> [Provided information]

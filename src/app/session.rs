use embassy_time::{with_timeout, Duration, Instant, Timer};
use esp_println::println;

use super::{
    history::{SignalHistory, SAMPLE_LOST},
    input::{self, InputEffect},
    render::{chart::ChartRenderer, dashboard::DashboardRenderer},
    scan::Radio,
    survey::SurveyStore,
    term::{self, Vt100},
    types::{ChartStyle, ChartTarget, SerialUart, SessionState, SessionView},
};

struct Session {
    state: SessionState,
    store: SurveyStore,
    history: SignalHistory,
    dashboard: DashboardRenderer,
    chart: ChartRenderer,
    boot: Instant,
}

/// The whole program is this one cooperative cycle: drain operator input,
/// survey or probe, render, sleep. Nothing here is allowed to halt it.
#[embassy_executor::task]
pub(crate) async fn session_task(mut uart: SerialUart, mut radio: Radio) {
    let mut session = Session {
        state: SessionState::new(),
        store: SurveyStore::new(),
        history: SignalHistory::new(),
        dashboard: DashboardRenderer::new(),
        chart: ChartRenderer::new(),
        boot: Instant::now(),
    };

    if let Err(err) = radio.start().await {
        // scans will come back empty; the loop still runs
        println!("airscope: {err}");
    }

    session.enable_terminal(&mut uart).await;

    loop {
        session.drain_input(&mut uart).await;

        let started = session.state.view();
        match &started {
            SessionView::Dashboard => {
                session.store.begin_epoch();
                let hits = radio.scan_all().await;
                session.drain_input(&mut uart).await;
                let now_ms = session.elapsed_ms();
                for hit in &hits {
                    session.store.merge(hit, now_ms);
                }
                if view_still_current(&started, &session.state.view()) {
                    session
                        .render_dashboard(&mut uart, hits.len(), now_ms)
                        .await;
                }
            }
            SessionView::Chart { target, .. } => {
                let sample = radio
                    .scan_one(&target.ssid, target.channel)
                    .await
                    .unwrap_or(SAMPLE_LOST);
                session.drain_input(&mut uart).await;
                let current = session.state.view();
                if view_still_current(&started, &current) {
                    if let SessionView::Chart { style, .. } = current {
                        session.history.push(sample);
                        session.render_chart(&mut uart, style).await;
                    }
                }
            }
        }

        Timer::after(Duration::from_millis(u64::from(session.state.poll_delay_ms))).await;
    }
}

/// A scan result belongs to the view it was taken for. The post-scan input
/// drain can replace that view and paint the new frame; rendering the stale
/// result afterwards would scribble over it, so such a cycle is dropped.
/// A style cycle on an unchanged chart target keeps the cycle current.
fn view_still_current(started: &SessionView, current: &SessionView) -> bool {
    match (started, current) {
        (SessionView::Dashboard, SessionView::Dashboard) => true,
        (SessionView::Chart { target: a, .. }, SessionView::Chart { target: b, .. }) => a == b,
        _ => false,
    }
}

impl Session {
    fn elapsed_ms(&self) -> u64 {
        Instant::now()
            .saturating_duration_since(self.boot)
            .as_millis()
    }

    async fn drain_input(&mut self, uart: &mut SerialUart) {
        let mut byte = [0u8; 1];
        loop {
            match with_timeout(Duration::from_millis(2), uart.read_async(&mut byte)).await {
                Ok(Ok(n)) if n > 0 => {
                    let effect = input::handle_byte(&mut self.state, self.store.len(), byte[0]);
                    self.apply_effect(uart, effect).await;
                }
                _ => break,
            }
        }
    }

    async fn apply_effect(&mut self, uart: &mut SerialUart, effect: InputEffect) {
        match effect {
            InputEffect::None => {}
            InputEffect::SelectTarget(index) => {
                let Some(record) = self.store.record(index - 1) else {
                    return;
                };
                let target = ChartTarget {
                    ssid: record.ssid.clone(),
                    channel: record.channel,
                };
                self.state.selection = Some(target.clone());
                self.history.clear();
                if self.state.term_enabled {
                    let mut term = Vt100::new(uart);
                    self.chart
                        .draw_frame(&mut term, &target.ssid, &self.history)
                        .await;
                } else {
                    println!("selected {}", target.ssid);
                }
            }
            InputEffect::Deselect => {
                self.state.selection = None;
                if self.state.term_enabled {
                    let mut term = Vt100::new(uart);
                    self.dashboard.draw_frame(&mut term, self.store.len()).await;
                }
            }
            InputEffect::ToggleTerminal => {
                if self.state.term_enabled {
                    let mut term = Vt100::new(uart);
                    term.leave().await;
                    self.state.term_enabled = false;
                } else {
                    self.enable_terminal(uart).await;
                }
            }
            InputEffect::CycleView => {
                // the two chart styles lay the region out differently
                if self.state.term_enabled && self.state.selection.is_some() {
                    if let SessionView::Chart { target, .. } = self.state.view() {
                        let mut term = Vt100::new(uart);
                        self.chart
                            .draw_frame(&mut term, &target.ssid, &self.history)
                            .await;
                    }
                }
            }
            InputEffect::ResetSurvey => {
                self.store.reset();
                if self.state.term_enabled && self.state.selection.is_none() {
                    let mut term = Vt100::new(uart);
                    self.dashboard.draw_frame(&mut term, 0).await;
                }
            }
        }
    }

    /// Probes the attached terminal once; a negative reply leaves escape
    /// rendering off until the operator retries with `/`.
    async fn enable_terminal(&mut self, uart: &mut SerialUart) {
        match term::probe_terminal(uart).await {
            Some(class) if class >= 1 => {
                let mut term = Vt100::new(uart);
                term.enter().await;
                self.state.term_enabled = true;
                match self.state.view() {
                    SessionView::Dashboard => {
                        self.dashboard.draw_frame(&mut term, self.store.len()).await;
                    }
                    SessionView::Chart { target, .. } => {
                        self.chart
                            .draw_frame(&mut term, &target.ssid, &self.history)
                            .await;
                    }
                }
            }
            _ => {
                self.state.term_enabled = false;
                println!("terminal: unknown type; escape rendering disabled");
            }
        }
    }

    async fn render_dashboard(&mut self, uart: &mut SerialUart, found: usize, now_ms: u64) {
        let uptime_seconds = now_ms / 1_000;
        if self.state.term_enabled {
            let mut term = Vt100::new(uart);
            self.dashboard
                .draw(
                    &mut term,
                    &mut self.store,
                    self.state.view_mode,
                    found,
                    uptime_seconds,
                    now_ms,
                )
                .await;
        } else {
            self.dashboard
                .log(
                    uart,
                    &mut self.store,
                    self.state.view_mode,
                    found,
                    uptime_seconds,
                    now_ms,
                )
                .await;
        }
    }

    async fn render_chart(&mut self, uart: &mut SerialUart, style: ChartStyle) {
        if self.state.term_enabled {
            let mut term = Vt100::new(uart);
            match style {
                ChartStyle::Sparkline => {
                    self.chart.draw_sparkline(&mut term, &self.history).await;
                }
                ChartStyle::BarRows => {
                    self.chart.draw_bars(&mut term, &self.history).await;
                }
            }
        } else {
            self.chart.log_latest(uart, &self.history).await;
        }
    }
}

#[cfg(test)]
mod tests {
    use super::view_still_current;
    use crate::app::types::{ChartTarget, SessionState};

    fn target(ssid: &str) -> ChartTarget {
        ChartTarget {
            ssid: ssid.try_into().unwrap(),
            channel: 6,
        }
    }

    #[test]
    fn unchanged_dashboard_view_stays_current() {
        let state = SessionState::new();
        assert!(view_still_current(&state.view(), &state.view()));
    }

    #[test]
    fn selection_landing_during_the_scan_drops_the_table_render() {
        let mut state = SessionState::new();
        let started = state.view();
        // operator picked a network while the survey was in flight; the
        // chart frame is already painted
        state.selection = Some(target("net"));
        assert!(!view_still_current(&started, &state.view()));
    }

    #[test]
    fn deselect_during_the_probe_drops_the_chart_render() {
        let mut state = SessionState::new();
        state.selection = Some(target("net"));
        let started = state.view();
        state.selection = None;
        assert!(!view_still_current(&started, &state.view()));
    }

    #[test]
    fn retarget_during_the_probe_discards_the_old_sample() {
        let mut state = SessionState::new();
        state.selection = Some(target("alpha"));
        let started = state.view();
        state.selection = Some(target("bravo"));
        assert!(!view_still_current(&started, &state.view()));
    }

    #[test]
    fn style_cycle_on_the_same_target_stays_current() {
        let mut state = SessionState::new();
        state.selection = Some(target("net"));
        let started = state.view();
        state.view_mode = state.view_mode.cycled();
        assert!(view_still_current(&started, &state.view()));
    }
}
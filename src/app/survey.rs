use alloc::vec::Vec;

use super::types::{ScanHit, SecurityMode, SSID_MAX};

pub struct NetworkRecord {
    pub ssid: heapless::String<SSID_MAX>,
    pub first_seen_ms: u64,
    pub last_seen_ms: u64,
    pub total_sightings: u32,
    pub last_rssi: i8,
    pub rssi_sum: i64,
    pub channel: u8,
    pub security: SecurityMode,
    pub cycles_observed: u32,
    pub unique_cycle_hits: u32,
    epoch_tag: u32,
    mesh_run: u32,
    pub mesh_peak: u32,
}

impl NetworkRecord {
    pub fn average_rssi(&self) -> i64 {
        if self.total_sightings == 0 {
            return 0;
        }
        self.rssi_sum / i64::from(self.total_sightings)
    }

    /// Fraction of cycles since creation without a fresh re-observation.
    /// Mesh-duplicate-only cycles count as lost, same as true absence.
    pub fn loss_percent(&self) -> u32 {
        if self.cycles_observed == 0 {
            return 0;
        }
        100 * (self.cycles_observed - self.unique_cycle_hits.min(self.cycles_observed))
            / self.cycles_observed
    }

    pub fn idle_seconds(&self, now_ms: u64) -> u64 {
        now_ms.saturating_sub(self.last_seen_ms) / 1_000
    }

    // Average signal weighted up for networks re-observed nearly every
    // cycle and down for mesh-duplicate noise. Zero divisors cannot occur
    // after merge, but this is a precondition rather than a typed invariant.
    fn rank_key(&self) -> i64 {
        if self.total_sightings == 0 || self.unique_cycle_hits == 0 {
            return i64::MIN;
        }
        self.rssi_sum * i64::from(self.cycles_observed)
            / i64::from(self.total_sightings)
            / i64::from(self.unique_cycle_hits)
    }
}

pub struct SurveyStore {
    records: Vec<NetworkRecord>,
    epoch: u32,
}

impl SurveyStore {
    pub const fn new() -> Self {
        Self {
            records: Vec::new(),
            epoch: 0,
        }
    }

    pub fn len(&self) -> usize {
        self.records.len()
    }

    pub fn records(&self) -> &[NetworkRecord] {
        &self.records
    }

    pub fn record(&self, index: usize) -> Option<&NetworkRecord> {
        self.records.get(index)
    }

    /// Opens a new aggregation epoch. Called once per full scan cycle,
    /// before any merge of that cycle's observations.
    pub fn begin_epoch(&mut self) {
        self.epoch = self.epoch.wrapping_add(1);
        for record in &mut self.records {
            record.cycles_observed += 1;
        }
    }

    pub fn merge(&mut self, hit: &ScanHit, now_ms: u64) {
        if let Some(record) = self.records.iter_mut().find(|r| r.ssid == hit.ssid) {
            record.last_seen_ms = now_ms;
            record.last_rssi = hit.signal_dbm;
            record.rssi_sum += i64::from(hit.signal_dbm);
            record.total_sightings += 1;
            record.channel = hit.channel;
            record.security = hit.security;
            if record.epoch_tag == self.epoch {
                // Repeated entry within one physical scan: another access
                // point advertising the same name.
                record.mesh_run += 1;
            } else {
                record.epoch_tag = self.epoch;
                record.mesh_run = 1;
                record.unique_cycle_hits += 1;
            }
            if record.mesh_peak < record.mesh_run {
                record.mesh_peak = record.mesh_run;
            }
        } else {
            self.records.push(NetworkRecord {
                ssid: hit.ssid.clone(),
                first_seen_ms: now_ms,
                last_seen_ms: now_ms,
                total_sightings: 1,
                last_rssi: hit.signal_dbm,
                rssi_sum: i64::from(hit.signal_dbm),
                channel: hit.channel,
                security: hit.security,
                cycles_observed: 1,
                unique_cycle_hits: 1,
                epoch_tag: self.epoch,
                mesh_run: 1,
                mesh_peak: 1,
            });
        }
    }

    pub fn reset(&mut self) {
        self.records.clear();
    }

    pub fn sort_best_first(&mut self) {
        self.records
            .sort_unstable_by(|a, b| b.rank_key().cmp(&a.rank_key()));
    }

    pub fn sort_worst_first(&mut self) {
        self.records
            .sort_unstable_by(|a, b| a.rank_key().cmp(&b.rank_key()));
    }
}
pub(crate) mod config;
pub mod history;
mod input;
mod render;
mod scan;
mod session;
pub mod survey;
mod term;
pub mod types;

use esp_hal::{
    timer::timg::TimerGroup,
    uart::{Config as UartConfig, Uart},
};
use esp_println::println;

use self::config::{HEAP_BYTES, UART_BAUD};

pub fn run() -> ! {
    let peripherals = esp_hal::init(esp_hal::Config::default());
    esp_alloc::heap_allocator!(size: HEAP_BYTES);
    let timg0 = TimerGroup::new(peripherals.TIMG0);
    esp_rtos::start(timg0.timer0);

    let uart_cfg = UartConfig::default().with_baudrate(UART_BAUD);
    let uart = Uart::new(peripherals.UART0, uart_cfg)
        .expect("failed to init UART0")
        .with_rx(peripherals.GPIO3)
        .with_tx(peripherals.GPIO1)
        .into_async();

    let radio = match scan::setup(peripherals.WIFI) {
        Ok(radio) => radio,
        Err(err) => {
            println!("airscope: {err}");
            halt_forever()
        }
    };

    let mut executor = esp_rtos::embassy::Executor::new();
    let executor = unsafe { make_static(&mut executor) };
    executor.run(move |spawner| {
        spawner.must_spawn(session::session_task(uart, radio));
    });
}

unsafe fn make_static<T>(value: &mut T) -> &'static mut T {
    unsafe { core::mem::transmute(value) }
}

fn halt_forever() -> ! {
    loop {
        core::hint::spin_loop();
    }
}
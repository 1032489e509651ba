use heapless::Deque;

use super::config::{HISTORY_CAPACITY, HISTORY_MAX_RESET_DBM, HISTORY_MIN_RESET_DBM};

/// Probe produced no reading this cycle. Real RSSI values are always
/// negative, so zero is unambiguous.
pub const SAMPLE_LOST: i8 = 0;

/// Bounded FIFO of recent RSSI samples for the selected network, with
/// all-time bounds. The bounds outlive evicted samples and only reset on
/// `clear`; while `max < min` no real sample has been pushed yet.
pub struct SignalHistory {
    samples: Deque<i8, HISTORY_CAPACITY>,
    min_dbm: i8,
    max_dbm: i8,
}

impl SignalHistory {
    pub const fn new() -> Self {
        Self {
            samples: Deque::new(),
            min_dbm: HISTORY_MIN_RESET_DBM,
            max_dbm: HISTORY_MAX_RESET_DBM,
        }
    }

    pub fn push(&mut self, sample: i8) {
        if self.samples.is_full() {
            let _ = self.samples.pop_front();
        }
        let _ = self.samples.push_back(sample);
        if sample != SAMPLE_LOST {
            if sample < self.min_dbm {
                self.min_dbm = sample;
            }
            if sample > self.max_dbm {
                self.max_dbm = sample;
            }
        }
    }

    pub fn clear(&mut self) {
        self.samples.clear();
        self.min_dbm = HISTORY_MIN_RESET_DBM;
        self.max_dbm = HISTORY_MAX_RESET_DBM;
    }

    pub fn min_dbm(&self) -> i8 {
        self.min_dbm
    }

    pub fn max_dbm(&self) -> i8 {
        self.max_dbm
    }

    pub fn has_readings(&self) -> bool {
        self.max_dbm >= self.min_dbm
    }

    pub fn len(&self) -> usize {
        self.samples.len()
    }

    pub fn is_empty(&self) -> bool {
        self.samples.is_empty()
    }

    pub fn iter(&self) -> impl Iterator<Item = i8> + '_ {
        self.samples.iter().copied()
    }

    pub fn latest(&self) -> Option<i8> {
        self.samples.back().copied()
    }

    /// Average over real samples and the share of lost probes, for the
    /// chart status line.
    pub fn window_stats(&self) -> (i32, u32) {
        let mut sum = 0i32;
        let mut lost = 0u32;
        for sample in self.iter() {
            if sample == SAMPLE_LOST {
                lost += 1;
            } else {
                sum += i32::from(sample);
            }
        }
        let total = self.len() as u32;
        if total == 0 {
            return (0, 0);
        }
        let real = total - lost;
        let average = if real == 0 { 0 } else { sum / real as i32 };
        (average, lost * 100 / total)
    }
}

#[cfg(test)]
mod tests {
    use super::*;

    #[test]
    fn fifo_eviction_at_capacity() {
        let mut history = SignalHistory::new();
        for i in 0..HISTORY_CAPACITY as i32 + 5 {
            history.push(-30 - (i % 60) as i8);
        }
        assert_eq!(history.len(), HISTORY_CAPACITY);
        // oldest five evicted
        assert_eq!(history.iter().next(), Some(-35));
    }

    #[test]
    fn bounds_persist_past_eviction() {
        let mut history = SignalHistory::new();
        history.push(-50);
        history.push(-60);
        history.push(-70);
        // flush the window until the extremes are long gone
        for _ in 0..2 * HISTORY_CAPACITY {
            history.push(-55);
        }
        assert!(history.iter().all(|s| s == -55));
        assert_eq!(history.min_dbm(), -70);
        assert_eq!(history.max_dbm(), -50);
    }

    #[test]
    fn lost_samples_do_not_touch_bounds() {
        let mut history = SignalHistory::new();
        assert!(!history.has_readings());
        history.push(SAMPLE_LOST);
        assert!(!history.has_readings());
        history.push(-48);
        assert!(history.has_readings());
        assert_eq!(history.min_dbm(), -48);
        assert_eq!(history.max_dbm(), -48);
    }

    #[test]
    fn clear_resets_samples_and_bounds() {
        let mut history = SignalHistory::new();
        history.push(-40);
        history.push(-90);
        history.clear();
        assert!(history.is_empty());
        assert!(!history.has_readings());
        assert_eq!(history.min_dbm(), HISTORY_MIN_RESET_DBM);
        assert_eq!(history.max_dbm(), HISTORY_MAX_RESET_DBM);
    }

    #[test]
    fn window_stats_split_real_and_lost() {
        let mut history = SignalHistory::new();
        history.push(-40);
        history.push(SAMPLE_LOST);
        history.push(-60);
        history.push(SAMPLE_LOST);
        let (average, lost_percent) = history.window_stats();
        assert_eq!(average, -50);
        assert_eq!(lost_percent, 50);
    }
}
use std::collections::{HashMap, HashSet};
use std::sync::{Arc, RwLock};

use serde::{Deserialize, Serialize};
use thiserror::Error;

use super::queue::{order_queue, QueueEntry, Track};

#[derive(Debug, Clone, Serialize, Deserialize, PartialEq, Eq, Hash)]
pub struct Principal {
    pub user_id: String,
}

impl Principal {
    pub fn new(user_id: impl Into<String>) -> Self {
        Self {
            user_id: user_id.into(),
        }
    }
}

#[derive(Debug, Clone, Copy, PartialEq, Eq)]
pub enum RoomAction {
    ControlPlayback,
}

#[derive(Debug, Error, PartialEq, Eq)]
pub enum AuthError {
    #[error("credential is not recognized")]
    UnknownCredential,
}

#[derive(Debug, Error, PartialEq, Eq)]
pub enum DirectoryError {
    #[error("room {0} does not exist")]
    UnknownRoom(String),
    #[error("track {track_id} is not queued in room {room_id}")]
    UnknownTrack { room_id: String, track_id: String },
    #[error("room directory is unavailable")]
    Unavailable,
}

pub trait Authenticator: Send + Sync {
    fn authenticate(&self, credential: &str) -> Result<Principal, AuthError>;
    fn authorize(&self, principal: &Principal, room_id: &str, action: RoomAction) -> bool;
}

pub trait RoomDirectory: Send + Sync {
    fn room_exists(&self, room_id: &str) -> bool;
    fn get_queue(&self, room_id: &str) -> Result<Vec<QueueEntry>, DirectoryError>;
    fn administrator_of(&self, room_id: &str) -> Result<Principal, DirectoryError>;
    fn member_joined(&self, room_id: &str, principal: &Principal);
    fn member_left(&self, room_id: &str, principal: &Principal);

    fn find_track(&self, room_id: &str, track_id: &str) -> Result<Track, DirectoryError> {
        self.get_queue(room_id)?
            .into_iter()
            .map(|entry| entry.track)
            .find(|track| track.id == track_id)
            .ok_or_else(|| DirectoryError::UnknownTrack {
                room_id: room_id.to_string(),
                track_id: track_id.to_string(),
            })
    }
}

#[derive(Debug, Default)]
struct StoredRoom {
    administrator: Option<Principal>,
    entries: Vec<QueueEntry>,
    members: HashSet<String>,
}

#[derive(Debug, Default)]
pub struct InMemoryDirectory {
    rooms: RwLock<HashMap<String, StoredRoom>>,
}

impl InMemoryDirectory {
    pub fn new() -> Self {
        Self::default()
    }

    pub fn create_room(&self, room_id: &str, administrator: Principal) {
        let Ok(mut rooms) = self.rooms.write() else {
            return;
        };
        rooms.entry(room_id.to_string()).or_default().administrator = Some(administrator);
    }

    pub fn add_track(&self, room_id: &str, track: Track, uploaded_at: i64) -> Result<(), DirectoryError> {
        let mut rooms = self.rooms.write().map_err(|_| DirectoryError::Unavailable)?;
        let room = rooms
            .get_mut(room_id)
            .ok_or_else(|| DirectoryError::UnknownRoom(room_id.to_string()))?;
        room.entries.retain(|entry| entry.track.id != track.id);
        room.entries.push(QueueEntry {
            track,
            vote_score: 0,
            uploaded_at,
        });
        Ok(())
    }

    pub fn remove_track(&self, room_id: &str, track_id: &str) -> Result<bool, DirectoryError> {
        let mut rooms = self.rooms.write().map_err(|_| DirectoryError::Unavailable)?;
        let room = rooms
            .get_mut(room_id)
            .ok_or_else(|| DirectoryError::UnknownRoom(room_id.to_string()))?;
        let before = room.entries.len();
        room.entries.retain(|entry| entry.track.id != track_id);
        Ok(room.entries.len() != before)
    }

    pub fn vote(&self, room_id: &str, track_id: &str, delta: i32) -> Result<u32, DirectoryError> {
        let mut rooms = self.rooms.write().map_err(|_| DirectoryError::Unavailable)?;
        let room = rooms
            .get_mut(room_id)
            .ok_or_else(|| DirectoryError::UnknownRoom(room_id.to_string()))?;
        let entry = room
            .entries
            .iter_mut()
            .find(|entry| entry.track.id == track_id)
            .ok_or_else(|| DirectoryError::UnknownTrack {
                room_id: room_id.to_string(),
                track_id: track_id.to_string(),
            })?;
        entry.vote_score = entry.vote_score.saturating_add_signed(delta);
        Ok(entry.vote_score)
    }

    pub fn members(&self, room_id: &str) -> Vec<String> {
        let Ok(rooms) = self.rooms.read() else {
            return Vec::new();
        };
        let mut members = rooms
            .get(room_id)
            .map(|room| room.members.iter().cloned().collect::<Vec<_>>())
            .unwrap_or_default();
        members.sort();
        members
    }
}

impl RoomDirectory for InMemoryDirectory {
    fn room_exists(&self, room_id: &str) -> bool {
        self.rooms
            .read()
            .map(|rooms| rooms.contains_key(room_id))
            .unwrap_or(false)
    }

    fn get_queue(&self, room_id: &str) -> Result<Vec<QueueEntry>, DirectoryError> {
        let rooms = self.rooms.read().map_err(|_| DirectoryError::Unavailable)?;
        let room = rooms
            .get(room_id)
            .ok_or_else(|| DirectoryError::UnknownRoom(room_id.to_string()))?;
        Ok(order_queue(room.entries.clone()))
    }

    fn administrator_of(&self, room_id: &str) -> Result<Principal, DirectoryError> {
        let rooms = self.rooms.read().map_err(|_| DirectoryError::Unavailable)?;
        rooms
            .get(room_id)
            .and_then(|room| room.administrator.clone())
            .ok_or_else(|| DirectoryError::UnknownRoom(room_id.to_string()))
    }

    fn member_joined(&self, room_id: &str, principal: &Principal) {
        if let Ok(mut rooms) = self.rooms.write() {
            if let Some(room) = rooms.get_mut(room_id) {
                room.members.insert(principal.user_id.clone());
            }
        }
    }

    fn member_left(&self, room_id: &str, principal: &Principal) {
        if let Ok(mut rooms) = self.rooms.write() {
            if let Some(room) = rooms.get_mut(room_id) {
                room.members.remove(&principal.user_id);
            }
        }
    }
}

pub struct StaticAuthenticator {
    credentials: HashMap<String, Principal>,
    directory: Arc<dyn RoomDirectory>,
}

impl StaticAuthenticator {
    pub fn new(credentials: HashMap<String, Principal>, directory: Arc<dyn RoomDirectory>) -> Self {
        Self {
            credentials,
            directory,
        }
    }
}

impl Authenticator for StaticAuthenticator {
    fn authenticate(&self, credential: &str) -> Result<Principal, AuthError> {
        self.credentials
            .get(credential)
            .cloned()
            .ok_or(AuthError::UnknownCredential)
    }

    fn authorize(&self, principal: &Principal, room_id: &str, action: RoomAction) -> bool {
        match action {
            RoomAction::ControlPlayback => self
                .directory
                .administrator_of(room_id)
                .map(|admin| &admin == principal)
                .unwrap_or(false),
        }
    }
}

> [The task] Gather and copy every line of the data in which the string "QueueEntry" is found.

> [Task result]
use super::queue::{order_queue, QueueEntry, Track};
    fn get_queue(&self, room_id: &str) -> Result<Vec<QueueEntry>, DirectoryError>;
    entries: Vec<QueueEntry>,
        room.entries.push(QueueEntry {
    fn get_queue(&self, room_id: &str) -> Result<Vec<QueueEntry>, DirectoryError> {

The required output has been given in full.